Valid Palindrome II easy

Problem Statement

Given a string s, return true if it is a palindrome, or if it can be made a palindrome by removing at most one character.

Example 1

Input: s = "aba" Output: true Explanation: "aba" is already a palindrome.

Example 2

Input: s = "abca" Output: true Explanation: You could remove the character 'c' to make "aba" which is a palindrome.

Steps

1. Check if the string is already a palindrome: If it is, return true.
2. Iterate through the string: Compare characters from the beginning and end, moving inwards.
3. Handle discrepancies: If characters don't match, we have two options:
   • Remove the character at the beginning and check if the remaining substring is a palindrome.
   • Remove the character at the end and check if the remaining substring is a palindrome.
   • If either of these results in a palindrome, return true.
4. Return false: If no solution is found after checking all discrepancies, return false.

Explanation

The solution efficiently checks if a string is a palindrome or can be made one by removing at most one character. The core logic lies in handling mismatches between characters at the beginning and end of the string. By recursively checking the substring after removing either the beginning or end character, we explore all possible single-character removals to determine if a palindrome can be formed.

The use of helper function IsPalindrome avoids repetitive code and improves readability. The string.Substring method is used for efficiently creating substrings without unnecessary copying.

Code

using System;

public class Solution {
    public bool ValidPalindrome(string s) {
        if (IsPalindrome(s)) return true;

        for (int i = 0; i < s.Length; i++) {
            string s1 = s.Substring(0, i) + s.Substring(i + 1);
            if (IsPalindrome(s1)) return true;
        }

        return false;
    }

    private bool IsPalindrome(string s) {
        int left = 0;
        int right = s.Length - 1;
        while (left < right) {
            if (s[left] != s[right]) return false;
            left++;
            right--;
        }
        return true;
    }
}

Complexity

• Time Complexity: O(N), where N is the length of the string. In the worst case, we might iterate through the string once to check if it's a palindrome, and then iterate through it again to check at most N - 1 substrings after removing one character. The IsPalindrome helper function takes O(N/2) which simplifies to O(N).
• Space Complexity: O(N) in the worst case due to the substring creation in the ValidPalindrome function. However, the space used is proportional to the length of the string, and not exponentially increasing. This can be slightly optimized using two pointers without substring creation, resulting in O(1) space complexity (see optimized solution below).

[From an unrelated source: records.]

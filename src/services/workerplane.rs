//! Worker plane: kubelet and kube-proxy everywhere, nginx-proxy on workers
//!
//! Control hosts also act as nodes, so they are brought up first. That way
//! the worker nginx-proxy has live API servers to forward to.

use tokio_util::sync::CancellationToken;

use super::container::{ContainerSpec, ServiceTemplate};
use super::plane::{Direction, PlaneOrchestrator, PlanePlan, PlaneReport, Step};
use super::{
    ServiceName, KUBE_API_PORT, KUBE_CONFIG_DIR, KUBE_NODE_KUBECONFIG, KUBE_PROXY_KUBECONFIG,
};
use crate::cluster::{Host, KubeletService, KubeproxyService, Role, ServicesConfig, SystemImages};
use crate::hosts::HostAgent;
use crate::Result;

const MASTER_ROLE_LABEL: &str = "node-role.kubernetes.io/master";

/// kubelet, registered as a master when `primary` is set
#[derive(Clone, Debug)]
pub struct KubeletTemplate {
    service: KubeletService,
}

impl KubeletTemplate {
    /// Template for the configured kubelet
    pub fn new(service: &KubeletService) -> Self {
        Self {
            service: service.clone(),
        }
    }
}

impl ServiceTemplate for KubeletTemplate {
    fn service(&self) -> ServiceName {
        ServiceName::Kubelet
    }

    fn container(&self, host: &Host, primary: bool) -> ContainerSpec {
        let kubelet = &self.service;
        let mut spec = ContainerSpec::new(&kubelet.image)
            .command(["kubelet"])
            .flag("v", 2)
            .flag("address", "0.0.0.0")
            .flag("cluster-domain", &kubelet.cluster_domain)
            .flag("cluster-dns", &kubelet.cluster_dns_server)
            .flag("pod-infra-container-image", &kubelet.infra_container_image)
            .flag("hostname-override", host.node_name())
            .flag("network-plugin", "cni")
            .flag("cni-conf-dir", "/etc/cni/net.d")
            .flag("cni-bin-dir", "/opt/cni/bin")
            .flag("resolv-conf", "/etc/resolv.conf")
            .flag("allow-privileged", true)
            .flag("kubeconfig", KUBE_NODE_KUBECONFIG)
            .flag("require-kubeconfig", true);
        if primary {
            spec = spec
                .flag("register-with-taints", format!("{MASTER_ROLE_LABEL}=:NoSchedule"))
                .flag("node-labels", format!("{MASTER_ROLE_LABEL}=true"));
        }
        spec.extra_args(&kubelet.extra_args)
            .bind(format!("{KUBE_CONFIG_DIR}:{KUBE_CONFIG_DIR}"))
            .bind("/etc/cni:/etc/cni:ro")
            .bind("/opt/cni:/opt/cni:ro")
            .bind("/etc/resolv.conf:/etc/resolv.conf")
            .bind("/sys:/sys")
            .bind("/var/lib/docker:/var/lib/docker:rw")
            .bind("/var/lib/kubelet:/var/lib/kubelet:shared")
            .bind("/var/run:/var/run:rw")
            .bind("/dev:/host/dev")
            .host_network()
            .host_pid()
            .privileged()
    }
}

/// kube-proxy
#[derive(Clone, Debug)]
pub struct KubeproxyTemplate {
    service: KubeproxyService,
}

impl KubeproxyTemplate {
    /// Template for the configured kube-proxy
    pub fn new(service: &KubeproxyService) -> Self {
        Self {
            service: service.clone(),
        }
    }
}

impl ServiceTemplate for KubeproxyTemplate {
    fn service(&self) -> ServiceName {
        ServiceName::Kubeproxy
    }

    fn container(&self, host: &Host, _primary: bool) -> ContainerSpec {
        ContainerSpec::new(&self.service.image)
            .command(["kube-proxy"])
            .flag("v", 2)
            .flag("healthz-bind-address", "0.0.0.0")
            .flag("hostname-override", host.node_name())
            .flag("kubeconfig", KUBE_PROXY_KUBECONFIG)
            .extra_args(&self.service.extra_args)
            .bind(format!("{KUBE_CONFIG_DIR}:{KUBE_CONFIG_DIR}"))
            .host_network()
            .privileged()
    }
}

/// Local nginx forwarding API traffic to every control host
#[derive(Clone, Debug)]
pub struct NginxProxyTemplate {
    image: String,
    control_addresses: Vec<String>,
}

impl NginxProxyTemplate {
    /// Proxy in front of `control_hosts`, by internal address
    pub fn new(image: impl Into<String>, control_hosts: &[Host]) -> Self {
        Self {
            image: image.into(),
            control_addresses: control_hosts
                .iter()
                .map(|h| h.internal_address().to_string())
                .collect(),
        }
    }

    /// Upstream addresses, in control host order
    pub fn upstreams(&self) -> &[String] {
        &self.control_addresses
    }
}

impl ServiceTemplate for NginxProxyTemplate {
    fn service(&self) -> ServiceName {
        ServiceName::NginxProxy
    }

    fn container(&self, _host: &Host, _primary: bool) -> ContainerSpec {
        ContainerSpec::new(&self.image)
            .env("CP_HOSTS", self.control_addresses.join(","))
            .env("CP_PORT", KUBE_API_PORT)
            .host_network()
    }
}

/// Bring-up plan for the worker plane
pub fn worker_plane_up<'a>(
    control_hosts: &'a [Host],
    worker_hosts: &'a [Host],
    services: &ServicesConfig,
    images: &SystemImages,
) -> PlanePlan<'a> {
    let kubelet = KubeletTemplate::new(&services.kubelet);
    let kubeproxy = KubeproxyTemplate::new(&services.kubeproxy);
    let proxy = NginxProxyTemplate::new(&images.nginx_proxy, control_hosts);

    PlanePlan::new(Role::Worker, Direction::Up)
        .stage(
            control_hosts,
            vec![
                Step::run(kubelet.clone(), true),
                Step::run(kubeproxy.clone(), false),
            ],
        )
        .stage(
            worker_hosts,
            vec![
                Step::run(proxy, false),
                Step::run(kubelet, false),
                Step::run(kubeproxy, false),
            ],
        )
}

/// Teardown plan for the worker plane
pub fn worker_plane_down<'a>(control_hosts: &'a [Host], worker_hosts: &'a [Host]) -> PlanePlan<'a> {
    PlanePlan::new(Role::Worker, Direction::Down)
        .stage(
            control_hosts,
            vec![
                Step::Remove(ServiceName::Kubelet),
                Step::Remove(ServiceName::Kubeproxy),
            ],
        )
        .stage(
            worker_hosts,
            vec![
                Step::Remove(ServiceName::Kubelet),
                Step::Remove(ServiceName::Kubeproxy),
                Step::Remove(ServiceName::NginxProxy),
            ],
        )
}

impl<A: HostAgent> PlaneOrchestrator<A> {
    /// Start kubelet and kube-proxy on control hosts, then nginx-proxy,
    /// kubelet and kube-proxy on worker hosts
    pub async fn run_worker_plane(
        &self,
        control_hosts: &[Host],
        worker_hosts: &[Host],
        services: &ServicesConfig,
        images: &SystemImages,
        cancel: &CancellationToken,
    ) -> Result<PlaneReport> {
        let plan = worker_plane_up(control_hosts, worker_hosts, services, images);
        self.execute(&plan, cancel).await
    }

    /// Remove the worker plane services from control and worker hosts
    pub async fn remove_worker_plane(
        &self,
        control_hosts: &[Host],
        worker_hosts: &[Host],
        cancel: &CancellationToken,
    ) -> Result<PlaneReport> {
        self.execute(&worker_plane_down(control_hosts, worker_hosts), cancel)
            .await
    }
}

Optimized Code (O(1) Space Complexity)

using System;

public class Solution {
    public bool ValidPalindrome(string s) {
        int left = 0;
        int right = s.Length - 1;

        while (left < right) {
            if (s[left] != s[right]) {
                return IsPalindrome(s, left + 1, right) || IsPalindrome(s, left, right - 1);
            }
            left++;
            right--;
        }
        return true;
    }

    private bool IsPalindrome(string s, int left, int right) {
        while (left < right) {
            if (s[left] != s[right]) return false;
            left++;
            right--;
        }
        return true;
    }
}

This optimized version avoids the creation of substrings, improving space complexity to O(1). It directly uses pointers within the original string.